• _Exercise_
Using the records below, transcribe word for word the stretch from the line that contains "pub enum RefundError" through the line that contains "pub struct IssuedRefund", both end lines included, and nothing else.

[Stored data]
☆ ☆ ☆ ☆
//! Order cancellation with bounded refunds.
//!
//! The conditional update to `cancelled`, taken only from a non-terminal
//! status, is the only gate to the refund: of any number of concurrent or
//! repeated cancellations of one order, exactly one proceeds past it.
//! Delivered orders never reach it. The refund itself is capped by what
//! the processor still holds on the intent, and every secondary effect goes
//! through the outbox.

use std::collections::HashMap;
use std::sync::Arc;

use be_email_service::EmailTemplate;
use be_notification_service::{
    EmailPayload, LedgerPayload, NotificationPayload, Outbox, SideEffect,
};
use be_payment_service::{GatewayError, PaymentGateway, RefundRequest, to_cents};
use be_remote_db::{DbError, Order, OrderStatus};
use chrono::{DateTime, TimeZone, Utc};
use rust_decimal::Decimal;
use serde::Serialize;
use serde_json::json;
use tracing::{info, warn};
use uuid::Uuid;

use crate::error::AdminError;
use crate::store::AdminStore;

pub const ADMIN_CANCEL_REASON: &str = "Commande annulée par l'administration";
pub const REFUNDED_CANCEL_REASON: &str = "Commande remboursée et annulée automatiquement";

#[derive(Debug, thiserror::Error)]
pub enum RefundError {
    #[error("no payment intent")]
    MissingIntent,

    #[error("payment intent {0} has no charge to refund")]
    MissingCharge(String),

    #[error(transparent)]
    Gateway(#[from] GatewayError),

    #[error("Database error: {0}")]
    Database(#[from] DbError),
}

#[derive(Debug, Clone, PartialEq, Serialize)]
pub struct IssuedRefund {
    pub id: String,
    pub amount: Decimal,
}

#[derive(Debug, Clone)]
pub enum Cancellation {
    /// Another call won the gate; nothing was done.
    AlreadyCancelled(Order),
    Cancelled {
        order: Order,
        refund: Option<IssuedRefund>,
        refund_error: Option<String>,
    },
}

#[derive(Debug, Clone, PartialEq, Serialize)]
pub struct BatchError {
    pub order_id: Uuid,
    pub error: String,
}

#[derive(Debug, Clone, Default, PartialEq, Serialize)]
pub struct BatchOutcome {
    pub cancelled: u32,
    pub refunded: u32,
    pub errors: Vec<BatchError>,
}

fn short_id(order_id: Uuid) -> String {
    order_id.to_string()[..8].to_uppercase()
}

/// Midnight UTC of the day containing `now`.
pub fn start_of_day(now: DateTime<Utc>) -> DateTime<Utc> {
    Utc.from_utc_datetime(&now.date_naive().and_time(chrono::NaiveTime::MIN))
}

#[derive(Clone)]
pub struct Canceller {
    store: Arc<dyn AdminStore>,
    gateway: Arc<dyn PaymentGateway>,
    outbox: Outbox,
}

impl Canceller {
    pub fn new(
        store: Arc<dyn AdminStore>,
        gateway: Arc<dyn PaymentGateway>,
        outbox: Outbox,
    ) -> Self {
        Self {
            store,
            gateway,
            outbox,
        }
    }

    /// Cancels one order, refunding it when money was captured.
    ///
    /// Refund failures do not undo the cancellation; they are reported in
    /// `refund_error`.
    #[tracing::instrument(skip(self, reason))]
    pub async fn cancel(&self, order_id: Uuid, reason: &str) -> Result<Cancellation, AdminError> {
        let Some(mut order) = self.store.cancel_if_active(order_id).await? else {
            return match self.store.find_order(order_id).await? {
                Some(order) if order.status == OrderStatus::Cancelled => {
                    info!(%order_id, "Order already cancelled; nothing to do");
                    Ok(Cancellation::AlreadyCancelled(order))
                }
                Some(order) => Err(AdminError::NotCancellable(order.status)),
                None => Err(AdminError::NotFound("Order")),
            };
        };

        let (refund, refund_error) = match self.settle_refund(&mut order, reason).await {
            Ok(refund) => (refund, None),
            Err(e) => {
                warn!(%order_id, error = %e, "Order cancelled but refund failed");
                (None, Some(e.to_string()))
            }
        };

        self.enqueue_effects(&order, reason, refund.as_ref()).await;

        info!(
            %order_id,
            refunded = refund.is_some(),
            payment_status = %order.payment_status,
            "Order cancelled"
        );

        Ok(Cancellation::Cancelled {
            order,
            refund,
            refund_error,
        })
    }

    /// Runs [`Canceller::cancel`] on each order in turn. One order failing
    /// never stops the others.
    pub async fn cancel_batch(
        &self,
        order_ids: Vec<Uuid>,
        reason: &str,
    ) -> BatchOutcome {
        let mut outcome = BatchOutcome::default();

        for order_id in order_ids {
            match self.cancel(order_id, reason).await {
                Ok(Cancellation::Cancelled {
                    refund,
                    refund_error,
                    ..
                }) => {
                    outcome.cancelled += 1;
                    if refund.is_some() {
                        outcome.refunded += 1;
                    }
                    if let Some(error) = refund_error {
                        outcome.errors.push(BatchError { order_id, error });
                    }
                }
                Ok(Cancellation::AlreadyCancelled(_)) => {}
                Err(e) => outcome.errors.push(BatchError {
                    order_id,
                    error: e.to_string(),
                }),
            }
        }

        info!(
            cancelled = outcome.cancelled,
            refunded = outcome.refunded,
            errors = outcome.errors.len(),
            "Batch cancellation finished"
        );
        outcome
    }

    async fn settle_refund(
        &self,
        order: &mut Order,
        reason: &str,
    ) -> Result<Option<IssuedRefund>, RefundError> {
        let owed = order.total + order.delivery_fee;
        if !order.payment_status.is_captured() || owed <= Decimal::ZERO {
            return Ok(None);
        }

        let intent_id = order
            .payment_intent_id
            .clone()
            .filter(|id| !id.trim().is_empty())
            .ok_or(RefundError::MissingIntent)?;

        let balance = self
            .gateway
            .refundable_balance(&intent_id)
            .await?
            .ok_or_else(|| RefundError::MissingCharge(intent_id.clone()))?;
        let amount_cents = to_cents(owed).min(balance.remaining_cents());

        if amount_cents <= 0 {
            // Refunded out of band: record it, but only if the processor agrees.
            if balance.has_refund()
                && self
                    .store
                    .mark_refunded(order.id, None, Decimal::new(balance.refunded_cents, 2))
                    .await?
            {
                order.payment_status = be_remote_db::PaymentStatus::Refunded;
            }
            return Ok(None);
        }

        let refund = self
            .gateway
            .refund(RefundRequest {
                intent_id,
                amount_cents,
                idempotency_key: format!("refund:{}", order.id),
                metadata: HashMap::from([
                    ("order_id".to_string(), order.id.to_string()),
                    ("reason".to_string(), reason.to_string()),
                ]),
            })
            .await?;

        let amount = Decimal::new(refund.amount_cents, 2);
        if self
            .store
            .mark_refunded(order.id, Some(&refund.id), amount)
            .await?
        {
            order.payment_status = be_remote_db::PaymentStatus::Refunded;
            order.refund_id = Some(refund.id.clone());
            order.refund_amount = Some(amount);
        } else {
            warn!(order_id = %order.id, refund_id = %refund.id, "Refund issued but order was no longer in a paid state");
        }

        Ok(Some(IssuedRefund {
            id: refund.id,
            amount,
        }))
    }

    async fn enqueue_effects(&self, order: &Order, reason: &str, refund: Option<&IssuedRefund>) {
        let short = short_id(order.id);
        let (kind, title, message) = match refund {
            Some(refund) => (
                "order_cancelled_refunded",
                "Commande annulée et remboursée",
                format!(
                    "Votre commande #{short} a été annulée. Un remboursement de {:.2} € sera visible sur votre compte sous 2 à 5 jours ouvrés.",
                    refund.amount
                ),
            ),
            None => (
                "order_cancelled",
                "Commande annulée",
                format!("Votre commande #{short} a été annulée."),
            ),
        };

        let mut effects = vec![SideEffect::Notification(NotificationPayload {
            user_id: Some(order.customer_id),
            restaurant_id: None,
            kind: kind.to_string(),
            title: title.to_string(),
            message,
            data: json!({
                "order_id": order.id.to_string(),
                "reason": reason,
                "refund_id": refund.map(|r| r.id.clone()),
                "refund_amount": refund.map(|r| r.amount),
            }),
        })];

        match self.store.find_user(order.customer_id).await {
            Ok(Some(customer)) => effects.push(SideEffect::Email(EmailPayload {
                to: customer.email,
                to_name: customer.full_name.clone(),
                content: EmailTemplate::OrderCancelled {
                    order_id: order.id.to_string(),
                    customer_name: customer.full_name,
                    reason: Some(reason.to_string()),
                    refund_amount: refund.map(|r| r.amount),
                },
            })),
            Ok(None) => warn!(customer_id = %order.customer_id, "Customer not found; skipping email"),
            Err(e) => warn!(error = %e, "Customer lookup failed; skipping email"),
        }

        if let Some(refund) = refund {
            effects.push(SideEffect::PaymentLedger(LedgerPayload {
                order_id: order.id,
                processor_intent_id: order.payment_intent_id.clone(),
                processor_refund_id: Some(refund.id.clone()),
                kind: "refund".to_string(),
                amount: refund.amount,
            }));
        }

        self.outbox.enqueue_all_or_log(effects).await;
    }
}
☆ ☆ ☆ ☆
• _Response area_
pub enum RefundError {
    #[error("no payment intent")]
    MissingIntent,

    #[error("payment intent {0} has no charge to refund")]
    MissingCharge(String),

    #[error(transparent)]
    Gateway(#[from] GatewayError),

    #[error("Database error: {0}")]
    Database(#[from] DbError),
}

#[derive(Debug, Clone, PartialEq, Serialize)]
pub struct IssuedRefund {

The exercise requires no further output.